If someone attacks me while I'm a criminal, he doesn't suffer any losses for it but he does suddenly appear as hostile to me so I can now defend myself with no loss. This may also wind up tagging in our respective party members (it's complex, and I'll leave it to Tork or Lee to try to explain how that works ;) ). He doesn't appear to change to hostile vs. anyone else, though, because he didn't get the attacker flag.

These temporary hostile states, including the Attacker flag (once you've attacked twice), probably last a little bit past when you leave combat. But if we're hostile because of a war, it lasts for the duration of the war, and if we're hostile because we're highly ranked members of enemy factions, it only ends when one or both of us quit our factions.

Branel wrote:
The first, is that is appears that Lawful Good characters are going to be inherently more powerful than all other characters thanks to their settlement being ‘more powerful’.

We expect, given previous experience with MMOs, that without some kind of weight on the other end of the scale the trend will be incredibly lopsided toward Chaotic Evil. Thus we are trying to incent (i.e., shamelessly bribe ;) ) people toward the other side of the spectrum, in the hope that the pulls of natural inclination and incentives will result in a reasonably even alignment field. If it turns out we were overly cynical, and the incentives overcorrect and result in a majority landing on or near LG, we can easily reduce the penalties for Corruption and Unrest until equilibrium is restored.

Dark Archive Goblinworks Executive Founder

Quandary wrote:

Uh... I think the Blog just directly described reasons why LG settlements may end up NOT most powerful by default, because if they can't maintain absolute control against Crimes and Heinous Acts, their Settlement Stats start to degrade and can go beneath what Chaotic/Evil Settlements will have.
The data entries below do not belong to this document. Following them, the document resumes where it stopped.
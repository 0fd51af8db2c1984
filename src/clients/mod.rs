// Copyright 2026, Jeroen van Erp <jeroen@geeko.me>
// SPDX-License-Identifier: Apache-2.0

//! Messaging clients run as external programs inside cluster pods.
//!
//! - [`BundledClient`] - the `artemis producer`/`consumer` CLI shipped with the broker
//! - [`QpidClient`] - the `cli-qpid-sender`/`cli-qpid-receiver` AMQP clients from the
//!   `systemtests-clients` container
//!
//! Both record every payload they send and receive in a [`MessageLog`] so a test can
//! compare the two sides.

pub mod bundled;
pub mod qpid;

pub use bundled::{BundledClient, Protocol};
pub use qpid::QpidClient;

use crate::error::{Result, SystemTestError};
use crate::kubernetes::{ExecOutput, KubeClient};
use async_trait::async_trait;
use k8s_openapi::api::core::v1::Pod;
use std::collections::HashMap;
use std::time::Duration;
use tokio::task::JoinHandle;
use tracing::{debug, warn};

#[async_trait]
pub trait MessagingClient: Send {
    /// Send the configured number of messages, returning how many were sent
    async fn send_messages(&mut self) -> Result<usize>;

    /// Receive messages, or collect the output of a running subscriber
    async fn receive_messages(&mut self) -> Result<usize>;

    /// Start a consumer on the multicast form of the address before anything is sent
    async fn subscribe(&mut self) -> Result<()>;

    /// Whether the received payloads are exactly the sent ones
    fn compare_messages(&self) -> bool;
}

/// Where a client runs and what it talks to
#[derive(Debug, Clone)]
pub struct ClientOptions {
    /// Namespace of the pod the client is executed in
    pub namespace: String,
    pub pod: String,
    pub container: Option<String>,
    /// Broker host and acceptor port
    pub host: String,
    pub port: String,
    pub address: String,
    pub queue: String,
    pub message_count: usize,
    pub credentials: Option<(String, String)>,
}

impl ClientOptions {
    pub fn new(
        pod: &Pod,
        host: &str,
        port: &str,
        address: &str,
        queue: &str,
        message_count: usize,
    ) -> Result<Self> {
        let name = pod.metadata.name.clone().ok_or_else(|| {
            SystemTestError::ManifestError("Pod without metadata.name".to_string())
        })?;
        Ok(Self {
            namespace: pod.metadata.namespace.clone().unwrap_or_default(),
            pod: name,
            container: None,
            host: host.to_string(),
            port: port.to_string(),
            address: address.to_string(),
            queue: queue.to_string(),
            message_count,
            credentials: None,
        })
    }

    pub fn with_container(mut self, container: &str) -> Self {
        self.container = Some(container.to_string());
        self
    }

    pub fn with_credentials(mut self, user: &str, password: &str) -> Self {
        self.credentials = Some((user.to_string(), password.to_string()));
        self
    }
}

/// Payloads seen on both sides of an exchange
#[derive(Debug, Clone, Default)]
pub struct MessageLog {
    sent: Vec<String>,
    received: Vec<String>,
}

impl MessageLog {
    pub fn record_sent(&mut self, messages: Vec<String>) -> usize {
        let count = messages.len();
        self.sent.extend(messages);
        count
    }

    pub fn record_received(&mut self, messages: Vec<String>) -> usize {
        let count = messages.len();
        self.received.extend(messages);
        count
    }

    pub fn sent(&self) -> &[String] {
        &self.sent
    }

    pub fn received(&self) -> &[String] {
        &self.received
    }

    /// Equal counts and the same payloads, in any order
    pub fn matches(&self) -> bool {
        if self.sent.len() != self.received.len() {
            warn!(
                "Sent {} messages but received {}",
                self.sent.len(),
                self.received.len()
            );
            return false;
        }
        let mut counts: HashMap<&str, i64> = HashMap::new();
        for message in &self.sent {
            *counts.entry(message).or_default() += 1;
        }
        for message in &self.received {
            *counts.entry(message).or_default() -= 1;
        }
        let mismatched = counts.values().filter(|c| **c != 0).count();
        if mismatched > 0 {
            warn!("{} payloads differ between sent and received messages", mismatched);
        }
        mismatched == 0
    }
}

/// Runs client commands in the configured pod
#[derive(Clone)]
pub(crate) struct PodRunner {
    kube: KubeClient,
    namespace: String,
    pod: String,
    container: Option<String>,
}

impl PodRunner {
    pub(crate) fn new(kube: KubeClient, options: &ClientOptions) -> Self {
        Self {
            kube,
            namespace: options.namespace.clone(),
            pod: options.pod.clone(),
            container: options.container.clone(),
        }
    }

    pub(crate) async fn run(&self, command: Vec<String>) -> Result<ExecOutput> {
        let output = self
            .kube
            .exec_in_pod(&self.namespace, &self.pod, self.container.as_deref(), command)
            .await?;
        if !output.success {
            warn!(
                "[{}] Client in pod {} exited with an error: {}",
                self.namespace,
                self.pod,
                output.stderr.trim()
            );
        }
        Ok(output)
    }

    /// Run `command` in the background, e.g. a subscriber that must be listening before
    /// messages are sent
    pub(crate) fn spawn(&self, command: Vec<String>) -> JoinHandle<Result<ExecOutput>> {
        let runner = self.clone();
        debug!("[{}] Starting background client in pod {}", self.namespace, self.pod);
        tokio::spawn(async move { runner.run(command).await })
    }

    /// Give a spawned client time to attach, stopping early on cancellation
    pub(crate) async fn settle(&self, duration: Duration) -> Result<()> {
        self.kube.pause(duration).await
    }

    pub(crate) async fn join(&self, handle: JoinHandle<Result<ExecOutput>>) -> Result<ExecOutput> {
        handle.await.map_err(|e| SystemTestError::ExecError {
            pod: self.pod.clone(),
            message: format!("background client failed: {}", e),
        })?
    }
}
If everytime an enemy settlement-allied PC 'trespasses' your Settlement Stats go down, LG doesn't look like the default most powerful anymore.

And further, I see nothing to suggest that LG+HighRep is needed to achieve the highest Settlement Status regardless of those factors, GW has seemed consistent in saying that LE Settlements will certainly be up there with LG, and High Rep CG should also be fine, by their previous statements.
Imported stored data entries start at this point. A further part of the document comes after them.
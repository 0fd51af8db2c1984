// Copyright 2026, Jeroen van Erp <jeroen@geeko.me>
// SPDX-License-Identifier: Apache-2.0

//! Upsert, deletion and manifest loading helpers

use crate::constants::FIELD_MANAGER;
use crate::error::{Result, SystemTestError};
use kube::{
    api::{Api, DeleteParams, DynamicObject, Patch, PatchParams, PostParams},
    core::GroupVersionKind,
    discovery::{pinned_kind, Scope},
    Client, Resource, ResourceExt,
};
use serde::{de::DeserializeOwned, Deserialize, Serialize};
use std::fmt::Debug;
use std::path::Path;
use tracing::{debug, instrument};

/// What [`upsert`] does when the object already exists
#[derive(Debug, Clone, Copy, PartialEq, Eq, Default)]
pub enum ConflictPolicy {
    /// Overwrite the live object (create-or-replace)
    #[default]
    Replace,
    /// Leave the live object alone and return it
    Keep,
    /// Refuse with [`SystemTestError::AlreadyExists`]
    Fail,
}

/// Create `object` if absent, otherwise resolve the conflict according to `policy`.
///
/// Applying the same object twice results in a single cluster object.
#[instrument(skip(api, object), fields(name = ?object.meta().name))]
pub async fn upsert<K>(api: &Api<K>, object: &K, policy: ConflictPolicy) -> Result<K>
where
    K: Resource + Clone + DeserializeOwned + Serialize + Debug,
    K::DynamicType: Default,
{
    let kind = K::kind(&K::DynamicType::default()).to_string();
    let name = object.meta().name.clone().ok_or_else(|| {
        SystemTestError::ManifestError(format!("{} without metadata.name", kind))
    })?;

    let Some(existing) = api.get_opt(&name).await? else {
        debug!("Creating {} {}", kind, name);
        return Ok(api.create(&PostParams::default(), object).await?);
    };

    match policy {
        ConflictPolicy::Keep => {
            debug!("{} {} already exists, keeping it", kind, name);
            Ok(existing)
        }
        ConflictPolicy::Fail => Err(SystemTestError::AlreadyExists {
            kind,
            namespace: existing.namespace().unwrap_or_default(),
            name,
        }),
        ConflictPolicy::Replace => {
            debug!("Replacing {} {}", kind, name);
            let mut replacement = object.clone();
            replacement.meta_mut().resource_version = existing.resource_version();
            Ok(api
                .replace(&name, &PostParams::default(), &replacement)
                .await?)
        }
    }
}

/// Delete an object, returning `false` when it was already gone
pub async fn delete_if_exists<K>(api: &Api<K>, name: &str) -> Result<bool>
where
    K: Resource + Clone + DeserializeOwned + Debug,
{
    match api.delete(name, &DeleteParams::background()).await {
        Ok(_) => Ok(true),
        Err(kube::Error::Api(err)) if err.code == 404 => {
            debug!("{} already deleted", name);
            Ok(false)
        }
        Err(e) => Err(e.into()),
    }
}

/// Deserialize a single typed object from YAML
pub fn load_yaml<K: DeserializeOwned>(yaml: &str) -> Result<K> {
    Ok(serde_yaml::from_str(yaml)?)
}

pub fn load_yaml_file<K: DeserializeOwned>(path: &Path) -> Result<K> {
    let content = std::fs::read_to_string(path)?;
    load_yaml(&content)
}

/// Split a multi-document YAML stream into untyped objects, skipping empty documents
pub fn load_documents(yaml: &str) -> Result<Vec<DynamicObject>> {
    let mut objects = Vec::new();
    for document in serde_yaml::Deserializer::from_str(yaml) {
        let value = serde_yaml::Value::deserialize(document)?;
        if value.is_null() {
            continue;
        }
        objects.push(serde_yaml::from_value(value)?);
    }
    Ok(objects)
}

pub fn gvk_of(object: &DynamicObject) -> Result<GroupVersionKind> {
    let types = object.types.as_ref().ok_or_else(|| {
        SystemTestError::ManifestError(format!("{} has no apiVersion/kind", object.name_any()))
    })?;
    GroupVersionKind::try_from(types).map_err(|e| SystemTestError::ManifestError(e.to_string()))
}

/// Resolve the API for an untyped object, returning whether it is namespaced
async fn dynamic_api(
    client: &Client,
    namespace: &str,
    gvk: &GroupVersionKind,
) -> Result<(Api<DynamicObject>, bool)> {
    let (resource, capabilities) = pinned_kind(client, gvk).await?;
    if capabilities.scope == Scope::Namespaced {
        Ok((
            Api::namespaced_with(client.clone(), namespace, &resource),
            true,
        ))
    } else {
        Ok((Api::all_with(client.clone(), &resource), false))
    }
}

/// Server-side apply an untyped manifest, placing namespaced objects in `namespace`
#[instrument(skip(client, object), fields(name = %object.name_any()))]
pub async fn apply_manifest(
    client: &Client,
    namespace: &str,
    object: &DynamicObject,
) -> Result<DynamicObject> {
    let gvk = gvk_of(object)?;
    let (api, namespaced) = dynamic_api(client, namespace, &gvk).await?;

    let mut object = object.clone();
    object.metadata.namespace = namespaced.then(|| namespace.to_string());
    object.metadata.resource_version = None;

    let name = object.name_any();
    debug!("[{}] Applying {} {}", namespace, gvk.kind, name);
    let params = PatchParams::apply(FIELD_MANAGER).force();
    Ok(api.patch(&name, &params, &Patch::Apply(&object)).await?)
}

/// Delete an untyped manifest, tolerating objects that are already gone
pub async fn delete_manifest(
    client: &Client,
    namespace: &str,
    object: &DynamicObject,
) -> Result<bool> {
    let gvk = gvk_of(object)?;
    let (api, _) = dynamic_api(client, namespace, &gvk).await?;
    delete_if_exists(&api, &object.name_any()).await
}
Is there any reason to suspect the same shenanigans wont be perpetuated against LE settlements? Both will have the same issue maintaining their Law stat. Also, without more specific information about these actions work we cant really cite them as a balancing force. Its seems a mite silly if someone can run backwards and forward over a corner of your hex to break your settlement.

The paragraph in the blog about corruption and unrest implies that chaos/evil are never going to be on equal footing with good/law.

As soon as any faction is giving a mechanical advantage, however slight, over another, you are going to skew the player base in that direction.

EDIT:

Stephen Cheney wrote:

Branel wrote:

The first, is that is appears that Lawful Good characters are going to be inherently more powerful than all other characters thanks to their settlement being ‘more powerful’.

We expect, given previous experience with MMOs, that without some kind of weight on the other end of the scale the trend will be incredibly lopsided toward Chaotic Evil. Thus we are trying to incent (i.e., shamelessly bribe ;) ) people toward the other side of the spectrum, in the hope that the pulls of natural inclination and incentives will result in a reasonably even alignment field. If it turns out we were overly cynical, and the incentives overcorrect and result in a majority landing on or near LG, we can easily reduce the penalties for Corruption and Unrest until equilibrium is restored.

And that quite neatly solves my issue. My main concern was that it appeared that the game was being, deliberately, skewed towards good. Ill shut up and go away now. :P

Goblin Squad Member

Ryan Dancey wrote:
In other words, don't roleplay. Play an actual role.

This seems to be an unwise thing to expect from players of a game that is based on a pnp rpg.

Do you actually expect the majority of players to have characters with goals that 100% align with their own?

Goblin Squad Member

@Branel, specific laws are optional, and I hope for nearly every settlement that trespassing is not illegal because you don't want people skirting your borders to break your Corruption, as you mentioned. Each settlement decides its own laws.

Goblin Squad Member

I think what he was saying is that if you play a role, then the alignment you end up as is the appropriate alignment for you.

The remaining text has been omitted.